Una associazione di categoria del settore agricolo incassava contributi pubblici motivando l’impiego in forma stabile di lavoratori per lo sviluppo di attività di promozione e sviluppo.
I contributi venivano erogati dalla locale Camera di Commercio di Modena. Si parla di 40.000 euro indebitamente incassati.

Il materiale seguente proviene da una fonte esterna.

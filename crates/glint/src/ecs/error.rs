//! # Errors
//!
//! Every fallible ECS operation returns [`EcsResult`]. The variants fall into
//! three groups, and callers usually only care which group they hit:
//!
//! - **Programmer errors**: registering a type twice, touching a type that
//!   was never registered, adding a component the entity already has,
//!   destroying a dead entity. These mean the calling code is wrong; there is
//!   nothing sensible to retry. See [`EcsError::is_programmer_error`].
//! - **Capacity exceeded**: the entity or component-type limit was reached.
//!   Runaway spawning can legitimately get here, so it is reported rather
//!   than aborting. See [`EcsError::is_capacity_exceeded`].
//! - **Event payload errors**: a listener asked for a parameter that is
//!   missing or carries a different payload kind ([`EventError`]).

use thiserror::Error;

use super::entity::Entity;
use super::event::{EventId, ParamId, ParamKind};

/// Result alias used throughout the ECS.
pub type EcsResult<T> = Result<T, EcsError>;

#[derive(Error, Debug, Clone, PartialEq, Eq)]
pub enum EcsError {
    #[error("too many entities alive (maximum is {max})")]
    TooManyEntities { max: u32 },

    #[error("too many component types registered (maximum is {max})")]
    TooManyComponentTypes { max: usize },

    #[error("entity {entity} is outside the valid range (maximum is {max})")]
    EntityOutOfRange { entity: Entity, max: u32 },

    #[error("entity {0} is not alive")]
    EntityNotAlive(Entity),

    #[error("component `{0}` registered more than once")]
    ComponentAlreadyRegistered(&'static str),

    #[error("component `{0}` used before it was registered")]
    ComponentNotRegistered(&'static str),

    #[error("entity {entity} already has a `{component}`")]
    ComponentAlreadyPresent {
        entity: Entity,
        component: &'static str,
    },

    #[error("entity {entity} has no `{component}`")]
    ComponentMissing {
        entity: Entity,
        component: &'static str,
    },

    #[error("system `{0}` registered more than once")]
    SystemAlreadyRegistered(&'static str),

    #[error("system `{0}` is not registered with this coordinator")]
    SystemNotRegistered(&'static str),

    #[error("system `{0}` is already running")]
    SystemBusy(&'static str),

    #[error(transparent)]
    Event(#[from] EventError),
}

impl EcsError {
    /// The calling code broke an ECS precondition.
    pub fn is_programmer_error(&self) -> bool {
        !self.is_capacity_exceeded() && !matches!(self, EcsError::Event(_))
    }

    /// A configured limit was reached.
    pub fn is_capacity_exceeded(&self) -> bool {
        matches!(
            self,
            EcsError::TooManyEntities { .. } | EcsError::TooManyComponentTypes { .. }
        )
    }
}

/// Failures when reading parameters off an [`Event`](super::event::Event).
#[derive(Error, Debug, Clone, PartialEq, Eq)]
pub enum EventError {
    #[error("event {event:?} has no parameter {param:?}")]
    MissingParam { event: EventId, param: ParamId },

    #[error("parameter {param:?} holds {found:?}, requested {expected:?}")]
    TypeMismatch {
        param: ParamId,
        expected: ParamKind,
        found: ParamKind,
    },
}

La Guardia di Finanza di Modena ha voluto vederci chiaro su queste erogazioni pubbliche percepite dalla Associazione agricola e, dopo avere intervistato i prestatori d’opera coinvolti, ha appurato che i lavoratori erano impiegati in modo sporadico e assolutamente non esclusivo e tanto meno continuativo da parte della Associazione in questione che per questo incassava contributi specifici pubblici.
Alla luce di quanto sopra esposto, a conclusione delle indagini, sono stati denunciati per truffa aggravata (art. 640 bis del codice penale) i due direttori pro tempore dell’associazione che è stata altresì segnalata per responsabilità amministrativa derivante da reato ai sensi dell’art. 25 del D.LGS. 231/2001.
L’operazione odierna si inquadra nell’ambito delle numerose attività investigative poste in essere dalla Guardia di Finanza di Modena volte a verificare il corretto impiego delle risorse pubbliche al fine di tutelare il bilancio dello Stato e dell’Unione Europea.